The poem is “A Gazetteer of the Backyard (In Which Pedanius Dioscorides Takes Stock”) by Sylvia Legris (Poetry, March 2020).

It’s a Pernambuco of a backyard.

Over a span of dogged spells with this rhapsody of nature-naming I hit upon the expedient of looking up and listing terms novel to me, which were legion. It was to be a praise act with which to needle the sprawl of what this is. I gave up on that, it spread me too thin. But I do admire Legris’s achievement. I do feel taken for a ride.

The poem is divided into 3 parts with uppercase titles:

PART 1. UPROOTED THE EARLY SKY
PART 2. A PERENNIAL SAGA (BEFORE THE BLUE LAKE BUSH BEANS, THE BOLERO HYBRID CARROTS, THE MAESTRO PEAS, THE RUBY QUEEN BEETS)
PART 3. ASCLEPIADS

Here’s a taste:

Perseids seed the 3b hardiness zone. A zone of zahara starlight zinnias. Double clusters and heliotropes, sunflowers under Swift-Tuttle showers. Orbits of high heaped cloudberries. A royal poet of a sky!
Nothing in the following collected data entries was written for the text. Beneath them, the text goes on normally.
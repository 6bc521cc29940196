use chrono::{NaiveDateTime, Utc};
use diesel::prelude::*;
use serde::{Deserialize, Serialize};
use uuid::Uuid;

/// Per-(student, course) progress header
///
/// Unique on (user_id, course_id); created lazily on the first
/// progress-affecting event and deleted on promotion or account deletion.
/// The actual completed/unlocked sets live in their own join tables.
#[derive(Queryable, Selectable, Insertable, Debug, Clone, PartialEq, Serialize, Deserialize)]
#[diesel(table_name = crate::schema::course_progress)]
#[diesel(check_for_backend(diesel::sqlite::Sqlite))]
pub struct CourseProgress {
    id: String,

    user_id: String,

    course_id: String,

    created_at: NaiveDateTime,
}

impl CourseProgress {
    pub fn new(user_id: &str, course_id: &str) -> Self {
        Self {
            id: Uuid::new_v4().to_string(),
            user_id: user_id.to_string(),
            course_id: course_id.to_string(),
            created_at: Utc::now().naive_utc(),
        }
    }

    pub fn get_id(&self) -> String {
        self.id.clone()
    }

    pub fn get_user_id(&self) -> String {
        self.user_id.clone()
    }

    pub fn get_course_id(&self) -> String {
        self.course_id.clone()
    }
}

/// Membership row of the completed-lessons set
#[derive(Queryable, Insertable, Debug, Clone, PartialEq, Serialize, Deserialize)]
#[diesel(table_name = crate::schema::completed_lessons)]
pub struct CompletedLesson {
    progress_id: String,
    lesson_id: String,
}

impl CompletedLesson {
    pub fn new(progress_id: &str, lesson_id: &str) -> Self {
        Self {
            progress_id: progress_id.to_string(),
            lesson_id: lesson_id.to_string(),
        }
    }

    pub fn get_lesson_id(&self) -> String {
        self.lesson_id.clone()
    }
}

/// Membership row of the unlocked-modules set
#[derive(Queryable, Insertable, Debug, Clone, PartialEq, Serialize, Deserialize)]
#[diesel(table_name = crate::schema::unlocked_modules)]
pub struct UnlockedModule {
    progress_id: String,
    module_id: String,
}

impl UnlockedModule {
    pub fn new(progress_id: &str, module_id: &str) -> Self {
        Self {
            progress_id: progress_id.to_string(),
            module_id: module_id.to_string(),
        }
    }

    pub fn get_module_id(&self) -> String {
        self.module_id.clone()
    }
}
/// Common test utilities for Gradus integration tests
///
/// This file contains shared functions for all integration tests: test
/// application setup and helpers for driving the router and seeding the
/// store directly where no admin route exists.
use axum::{
    body::{to_bytes, Body},
    http::{Request, StatusCode},
    Router,
};
use serde_json::Value;
use std::sync::Arc;
use tower::Service;

use gradus::db::{self, DbPool};
use gradus::models::{Degree, Role, User};
use gradus::repo;

/// Creates a test application backed by a fresh in-memory SQLite database
///
/// A unique shared-cache URI is used so every pooled connection sees the
/// same database, while separate tests stay isolated from each other.
///
/// ### Returns
///
/// The configured router together with the pool, for seeding data the
/// API has no admin routes for
pub fn create_test_app() -> (Router, Arc<DbPool>) {
    let unique_id = uuid::Uuid::new_v4();
    let database_url = format!("file:itest_{}?mode=memory&cache=shared", unique_id);
    let pool = Arc::new(db::init_pool(&database_url));

    let conn = &mut pool.get().unwrap();
    gradus::run_migrations(conn);

    (gradus::create_app(pool.clone()), pool)
}

/// Seeds a student directly in the store
pub fn seed_student(pool: &DbPool, email: &str, degree: Degree, semester: i32) -> User {
    repo::create_user(
        pool,
        email.to_string(),
        "Test Student".to_string(),
        Role::Student,
        degree,
        semester,
    )
    .unwrap()
}

/// Sends a POST request with a JSON body and returns status and parsed body
pub async fn post_json(app: &mut Router, uri: &str, body: Value) -> (StatusCode, Value) {
    let request = Request::builder()
        .uri(uri)
        .method("POST")
        .header("Content-Type", "application/json")
        .body(Body::from(serde_json::to_string(&body).unwrap()))
        .unwrap();

    let response = app.call(request).await.unwrap();
    let status = response.status();
    let bytes = to_bytes(response.into_body(), usize::MAX).await.unwrap();
    let value = serde_json::from_slice(&bytes).unwrap_or(Value::Null);

    (status, value)
}

/// Sends a bodyless POST request and returns status and parsed body
pub async fn post_empty(app: &mut Router, uri: &str) -> (StatusCode, Value) {
    let request = Request::builder()
        .uri(uri)
        .method("POST")
        .body(Body::empty())
        .unwrap();

    let response = app.call(request).await.unwrap();
    let status = response.status();
    let bytes = to_bytes(response.into_body(), usize::MAX).await.unwrap();
    let value = serde_json::from_slice(&bytes).unwrap_or(Value::Null);

    (status, value)
}

/// Sends a GET request and returns status and parsed body
pub async fn get_json(app: &mut Router, uri: &str) -> (StatusCode, Value) {
    let request = Request::builder()
        .uri(uri)
        .method("GET")
        .body(Body::empty())
        .unwrap();

    let response = app.call(request).await.unwrap();
    let status = response.status();
    let bytes = to_bytes(response.into_body(), usize::MAX).await.unwrap();
    let value = serde_json::from_slice(&bytes).unwrap_or(Value::Null);

    (status, value)
}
My rows bode bad with wode whistle, cheatgrass, bad man’s oatmeal and yolky toadflax — a blunder garden! The missteps, the false alyssum, the prolifically prolix knapweed… a pervasive invasive creep. Taproots tapping my optimism.

Gardens of orthic dark brown soil. Calcareous dark brown. Eluviated dark brown. Humic gleysols… Gardens of nearly level topography. Of topography gently sloping or roughly undulating. Moderately sloping or gently rolling. Strongly sloping or moderately rolling. Steeply sloping or strongly rolling.

What I wish you could see in this crudely rendered drawing…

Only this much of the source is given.